### TASK DETAILS:
Could you please retype all of the entries exactly as they appear?

(Dataset entries)
• • •

//! Request service - the unified request entry point

use std::sync::Arc;

use chatwire_domain::constants::{
    GENERIC_FAILURE_NOTICE, NOT_FOUND_NOTICE, SESSION_EXPIRED_NOTICE,
};
use chatwire_domain::{CancelReason, ClassifiedError, MultipartForm, Payload};
use serde::de::DeserializeOwned;
use serde_json::Value;
use tracing::{debug, info, instrument, warn};

use crate::classifier::{classify, Outcome};
use crate::ports::{Notice, Notifier, Transport};
use crate::registry::{InFlightHandle, InFlightRegistry};
use crate::request::{normalize, RequestIdentity, RequestOverrides};

/// Dispatches requests with at-most-one in flight per identity.
pub struct RequestService {
    transport: Arc<dyn Transport>,
    registry: Arc<InFlightRegistry>,
    notifier: Arc<dyn Notifier>,
    production: bool,
}

impl RequestService {
    /// Create a new request service
    pub fn new(
        transport: Arc<dyn Transport>,
        registry: Arc<InFlightRegistry>,
        notifier: Arc<dyn Notifier>,
    ) -> Self {
        Self { transport, registry, notifier, production: false }
    }

    /// Production mode keeps failure diagnostics at debug level.
    pub fn with_production(mut self, production: bool) -> Self {
        self.production = production;
        self
    }

    pub fn registry(&self) -> &Arc<InFlightRegistry> {
        &self.registry
    }

    /// Send a request and resolve it to the unwrapped business payload.
    ///
    /// A newer call with the same method and path cancels this one, in which
    /// case it resolves to [`ClassifiedError::Cancelled`] without any user
    /// notice. Every other failure is returned to the caller after the
    /// best-effort notice has been raised.
    #[instrument(skip(self, data, overrides), fields(method = %method, url = %url))]
    pub async fn request(
        &self,
        method: &str,
        url: &str,
        data: impl Into<Payload> + Send,
        overrides: RequestOverrides,
    ) -> Result<Value, ClassifiedError> {
        let mut config = normalize(method, url, data.into(), overrides);
        let identity = RequestIdentity::of(&config);
        let guard = InFlightGuard::acquire(&self.registry, identity);
        let ticket = guard.ticket.clone();
        config.cancel = ticket.token().clone();
        debug!(identity = %guard.identity, seq = ticket.seq(), "dispatching request");

        let outcome = tokio::select! {
            biased;
            () = ticket.token().cancelled() => {
                Outcome::Cancelled(ticket.cancel_reason().unwrap_or(CancelReason::Aborted))
            }
            sent = self.transport.send(&config) => match sent {
                Ok(response) => Outcome::Response(response),
                Err(error) => Outcome::Failed(error),
            },
        };

        let identity = guard.settle();

        // Cancellation is authoritative even when the I/O already finished.
        let outcome = match ticket.cancel_reason() {
            Some(reason) => Outcome::Cancelled(reason),
            None => outcome,
        };

        let result = classify(outcome);
        if let Err(error) = &result {
            self.surface(&identity, error);
        }
        result
    }

    /// Like [`request`](Self::request), deserializing the payload into `T`.
    pub async fn request_as<T: DeserializeOwned>(
        &self,
        method: &str,
        url: &str,
        data: impl Into<Payload> + Send,
        overrides: RequestOverrides,
    ) -> Result<T, ClassifiedError> {
        let value = self.request(method, url, data, overrides).await?;
        serde_json::from_value(value).map_err(|err| {
            warn!(%url, error = %err, "response payload did not match expected shape");
            ClassifiedError::Decode(err.to_string())
        })
    }

    pub async fn get(
        &self,
        url: &str,
        query: impl Into<Payload> + Send,
    ) -> Result<Value, ClassifiedError> {
        self.request("get", url, query, RequestOverrides::default()).await
    }

    pub async fn post(
        &self,
        url: &str,
        body: impl Into<Payload> + Send,
    ) -> Result<Value, ClassifiedError> {
        self.request("post", url, body, RequestOverrides::default()).await
    }

    pub async fn put(
        &self,
        url: &str,
        body: impl Into<Payload> + Send,
    ) -> Result<Value, ClassifiedError> {
        self.request("put", url, body, RequestOverrides::default()).await
    }

    pub async fn delete(
        &self,
        url: &str,
        body: impl Into<Payload> + Send,
    ) -> Result<Value, ClassifiedError> {
        self.request("delete", url, body, RequestOverrides::default()).await
    }

    /// POST a multipart form (file upload).
    pub async fn upload(&self, url: &str, form: MultipartForm) -> Result<Value, ClassifiedError> {
        self.request("post", url, form, RequestOverrides::default()).await
    }

    /// Teardown hook: abort every in-flight request.
    pub fn cancel_all_requests(&self) -> usize {
        let cancelled = self.registry.cancel_all();
        info!(cancelled, "cancelled all in-flight requests");
        cancelled
    }

    pub fn in_flight(&self) -> usize {
        self.registry.len()
    }

    fn surface(&self, identity: &RequestIdentity, error: &ClassifiedError) {
        if let ClassifiedError::Cancelled { reason } = error {
            debug!(%identity, %reason, "request cancelled");
            return;
        }

        if self.production {
            debug!(%identity, kind = %error.kind(), status = ?error.http_status(), "request failed");
        } else {
            warn!(
                %identity,
                kind = %error.kind(),
                status = ?error.http_status(),
                error = %error,
                "request failed"
            );
        }

        if matches!(error, ClassifiedError::Unauthorized { .. }) {
            self.notifier.session_expired();
        }
        if error.should_notify() {
            self.notifier.notify(notice_for(error));
        }
    }
}

/// Registry entry owned by one dispatch.
///
/// Dropping the guard releases the entry, so a caller that abandons the
/// request future mid-flight does not leave a stale entry behind.
struct InFlightGuard<'a> {
    registry: &'a InFlightRegistry,
    identity: RequestIdentity,
    ticket: InFlightHandle,
    settled: bool,
}

impl<'a> InFlightGuard<'a> {
    fn acquire(registry: &'a InFlightRegistry, identity: RequestIdentity) -> Self {
        let ticket = registry.acquire(identity.clone());
        Self { registry, identity, ticket, settled: false }
    }

    /// Release the entry now; returns the identity for surfacing.
    fn settle(mut self) -> RequestIdentity {
        self.settled = true;
        self.identity.clone()
    }
}

impl Drop for InFlightGuard<'_> {
    fn drop(&mut self) {
        let released = self.registry.release(&self.identity, &self.ticket);
        if released && !self.settled {
            debug!(identity = %self.identity, seq = self.ticket.seq(), "released abandoned request");
        }
    }
}

fn notice_for(error: &ClassifiedError) -> Notice {
    let message = match error {
        ClassifiedError::NotFound { .. } => NOT_FOUND_NOTICE.to_string(),
        ClassifiedError::Unauthorized { .. } => SESSION_EXPIRED_NOTICE.to_string(),
        other => {
            let message = other.message();
            if message.is_empty() {
                GENERIC_FAILURE_NOTICE.to_string()
            } else {
                message
            }
        }
    };
    Notice { kind: error.kind(), message }
}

• • •

### TASK OUTPUT:
//! Request service - the unified request entry point

use std::sync::Arc;

use chatwire_domain::constants::{
    GENERIC_FAILURE_NOTICE, NOT_FOUND_NOTICE, SESSION_EXPIRED_NOTICE,
};
use chatwire_domain::{CancelReason, ClassifiedError, MultipartForm, Payload};
use serde::de::DeserializeOwned;
use serde_json::Value;
use tracing::{debug, info, instrument, warn};

use crate::classifier::{classify, Outcome};
use crate::ports::{Notice, Notifier, Transport};
use crate::registry::{InFlightHandle, InFlightRegistry};
use crate::request::{normalize, RequestIdentity, RequestOverrides};

/// Dispatches requests with at-most-one in flight per identity.
pub struct RequestService {
    transport: Arc<dyn Transport>,
    registry: Arc<InFlightRegistry>,
    notifier: Arc<dyn Notifier>,
    production: bool,
}

impl RequestService {
    /// Create a new request service
    pub fn new(
        transport: Arc<dyn Transport>,
        registry: Arc<InFlightRegistry>,
        notifier: Arc<dyn Notifier>,
    ) -> Self {
        Self { transport, registry, notifier, production: false }
    }

    /// Production mode keeps failure diagnostics at debug level.
    pub fn with_production(mut self, production: bool) -> Self {
        self.production = production;
        self
    }

    pub fn registry(&self) -> &Arc<InFlightRegistry> {
        &self.registry
    }

    /// Send a request and resolve it to the unwrapped business payload.
    ///
    /// A newer call with the same method and path cancels this one, in which
    /// case it resolves to [`ClassifiedError::Cancelled`] without any user
    /// notice. Every other failure is returned to the caller after the
    /// best-effort notice has been raised.
    #[instrument(skip(self, data, overrides), fields(method = %method, url = %url))]
    pub async fn request(
        &self,
        method: &str,
        url: &str,
        data: impl Into<Payload> + Send,
        overrides: RequestOverrides,
    ) -> Result<Value, ClassifiedError> {
        let mut config = normalize(method, url, data.into(), overrides);
        let identity = RequestIdentity::of(&config);
        let guard = InFlightGuard::acquire(&self.registry, identity);
        let ticket = guard.ticket.clone();
        config.cancel = ticket.token().clone();
        debug!(identity = %guard.identity, seq = ticket.seq(), "dispatching request");

        let outcome = tokio::select! {
            biased;
            () = ticket.token().cancelled() => {
                Outcome::Cancelled(ticket.cancel_reason().unwrap_or(CancelReason::Aborted))
            }
            sent = self.transport.send(&config) => match sent {
                Ok(response) => Outcome::Response(response),
                Err(error) => Outcome::Failed(error),
            },
        };

        let identity = guard.settle();

        // Cancellation is authoritative even when the I/O already finished.
        let outcome = match ticket.cancel_reason() {
            Some(reason) => Outcome::Cancelled(reason),
            None => outcome,
        };

        let result = classify(outcome);
        if let Err(error) = &result {
            self.surface(&identity, error);
        }
        result
    }

    /// Like [`request`](Self::request), deserializing the payload into `T`.
    pub async fn request_as<T: DeserializeOwned>(
        &self,
        method: &str,
        url: &str,
        data: impl Into<Payload> + Send,
        overrides: RequestOverrides,
    ) -> Result<T, ClassifiedError> {
        let value = self.request(method, url, data, overrides).await?;
        serde_json::from_value(value).map_err(|err| {
            warn!(%url, error = %err, "response payload did not match expected shape");
            ClassifiedError::Decode(err.to_string())
        })
    }

    pub async fn get(
        &self,
        url: &str,
        query: impl Into<Payload> + Send,
    ) -> Result<Value, ClassifiedError> {
        self.request("get", url, query, RequestOverrides::default()).await
    }

    pub async fn post(
        &self,
        url: &str,
        body: impl Into<Payload> + Send,
    ) -> Result<Value, ClassifiedError> {
        self.request("post", url, body, RequestOverrides::default()).await
    }

    pub async fn put(
        &self,
        url: &str,
        body: impl Into<Payload> + Send,
    ) -> Result<Value, ClassifiedError> {
        self.request("put", url, body, RequestOverrides::default()).await
    }

    pub async fn delete(
        &self,
        url: &str,
        body: impl Into<Payload> + Send,
    ) -> Result<Value, ClassifiedError> {
        self.request("delete", url, body, RequestOverrides::default()).await
    }

    /// POST a multipart form (file upload).
    pub async fn upload(&self, url: &str, form: MultipartForm) -> Result<Value, ClassifiedError> {
        self.request("post", url, form, RequestOverrides::default()).await
    }

    /// Teardown hook: abort every in-flight request.
    pub fn cancel_all_requests(&self) -> usize {
        let cancelled = self.registry.cancel_all();
        info!(cancelled, "cancelled all in-flight requests");
        cancelled
    }

    pub fn in_flight(&self) -> usize {
        self.registry.len()
    }

    fn surface(&self, identity: &RequestIdentity, error: &ClassifiedError) {
        if let ClassifiedError::Cancelled { reason } = error {
            debug!(%identity, %reason, "request cancelled");
            return;
        }

        if self.production {
            debug!(%identity, kind = %error.kind(), status = ?error.http_status(), "request failed");
        } else {
            warn!(
                %identity,
                kind = %error.kind(),
                status = ?error.http_status(),
                error = %error,
                "request failed"
            );
        }

        if matches!(error, ClassifiedError::Unauthorized { .. }) {
            self.notifier.session_expired();
        }
        if error.should_notify() {
            self.notifier.notify(notice_for(error));
        }
    }
}

/// Registry entry owned by one dispatch.
///
/// Dropping the guard releases the entry, so a caller that abandons the
/// request future mid-flight does not leave a stale entry behind.
struct InFlightGuard<'a> {
    registry: &'a InFlightRegistry,
    identity: RequestIdentity,
    ticket: InFlightHandle,
    settled: bool,
}

impl<'a> InFlightGuard<'a> {
    fn acquire(registry: &'a InFlightRegistry, identity: RequestIdentity) -> Self {
        let ticket = registry.acquire(identity.clone());
        Self { registry, identity, ticket, settled: false }
    }

    /// Release the entry now; returns the identity for surfacing.
    fn settle(mut self) -> RequestIdentity {
        self.settled = true;
        self.identity.clone()
    }
}

impl Drop for InFlightGuard<'_> {
    fn drop(&mut self) {
        let released = self.registry.release(&self.identity, &self.ticket);
        if released && !self.settled {
            debug!(identity = %self.identity, seq = self.ticket.seq(), "released abandoned request");
        }
    }
}

fn notice_for(error: &ClassifiedError) -> Notice {
    let message = match error {
        ClassifiedError::NotFound { .. } => NOT_FOUND_NOTICE.to_string(),
        ClassifiedError::Unauthorized { .. } => SESSION_EXPIRED_NOTICE.to_string(),
        other => {
            let message = other.message();
            if message.is_empty() {
                GENERIC_FAILURE_NOTICE.to_string()
            } else {
                message
            }
        }
    };
    Notice { kind: error.kind(), message }
}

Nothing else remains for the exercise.